2. Christ’s animadversions upon their murmurings.
(1.) He well enough knew their murmurings, John 6:61. Their cavils were secret in their own breasts, or whispered among themselves in a corner. But, [1.] Christ knew them; he saw them, he heard them. Note, Christ takes notice not only of the bold and open defiances that are done to his name and glory by daring sinners, but of the secret slights that are put upon his doctrine by carnal professors; he knows that which the fool saith in his heart, and cannot for shame speak out; he observes how his doctrine is resented by those to whom it is preached; who rejoice in it, and who murmur at it; who are reconciled to it, and bow before it, and who quarrel with it, and rebel against it, though ever so secretly. [2.] He knew it in himself, not by any information given him, nor any external indication of the thing, but by his own divine omniscience. He knew it not as the prophets, by a divine revelation made to him (that which the prophets desired to know was sometimes hid from them, as 2 Kgs. 4:27), but by a divine knowledge in him. He is that essential Word that discerns the thoughts of the heart, Heb. 4:12, 13. Thoughts are words to Christ; we should therefore take heed not only what we say and do, but what we think.

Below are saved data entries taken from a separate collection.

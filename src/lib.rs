//! A distributed JWT revocation blacklist node.
//!
//! Each node holds a time-sliced bloom-filter structure that records
//! revoked JWTs with expiry, answers `is_jwt_revoked` queries for
//! client applications, and cooperates with a central master to form a
//! small cluster of nodes. Revocations are persisted to hourly
//! append-only log files so a restarted or re-parameterized node can
//! rebuild its in-memory state exactly.
//!
//! # Architecture
//!
//! - `filter`: a single fixed-width bloom filter with SHA-256 index derivation
//! - `queue`: a bounded async FIFO used by every producer/consumer pair in the node
//! - `transport`: length-prefixed message framing over TCP
//! - `codec`: the `{event, data}` JSON message format
//! - `engine`: the sliced bloom-filter revocation engine (insert, query, rotate, rebuild, recover)
//! - `master`: the control-plane session (connect, authenticate, keepalive, reconnect)
//! - `scheduler`: drives engine config, handles master events, runs the node-role state machine
//! - `server`: the client-facing query server
//! - `config`: configuration file parsing

pub mod codec;
pub mod config;
pub mod engine;
pub mod error;
pub mod filter;
pub mod master;
pub mod queue;
pub mod scheduler;
pub mod server;
pub mod transport;

pub use codec::Message;
pub use config::Config;
pub use engine::{Engine, EngineConfig};
pub use error::{NodeError, Result};
pub use master::MasterSession;
pub use scheduler::{NodeRole, Scheduler};
pub use server::QueryServer;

(2.) He well enough knew how to answer them: “Doth this offend you? Isa. this a stumbling-block to you?” See how people by their own wilful mistakes create offences to themselves: they take offence where there is none given, and even make it where there is nothing to make it of. Note, We may justly wonder that so much offence should be taken at the doctrine of Christ for so little cause. Christ speaks of it here with wonder: “Doth this offend you?” Now, in answer to those who condemned his doctrine as intricate and obscure (Si non vis intelligi, debes negligi—If you are unwilling to be understood, you ought to be neglected),
[1.] He gives them a hint of his ascension into heaven, as that which would give an irresistible evidence of the truth of his doctrine (John 6:62): What and if you shall see the Son of man ascend up where he was before? And what then? First, “If I should tell you of that, surely it would much more offend you, and you would think my pretensions too high indeed. If this be so hard a saying that you cannot hear it, how will you digest it when I tell you of my returning to heaven, whence I came down?” See John 3:12. Those who stumble at smaller difficulties should consider how they will get over greater. Secondly, “When you see the Son of man ascend, this will much more offend you, for then my body will be less capable of being eaten by you in that gross sense wherein you now understand it;” so Dr. Whitby. Or, Thirdly, “When you see that, or hear it from those that shall see it, surely then you will be satisfied. You think I take too much upon me when I say, I came down from heaven, for it was with this that you quarrelled (John 6:42); but will you think so when you see me return to heaven?” If he ascended, certainly he descended, Eph. 4:9, 10. Christ did often refer himself thus to subsequent proofs, as John 1:50, 51; 2:14; Matt. 12:40; 26:64. Let us wait awhile, till the mystery of God shall be finished, and then we shall see that there was no reason to be offended at any of Christ’s sayings.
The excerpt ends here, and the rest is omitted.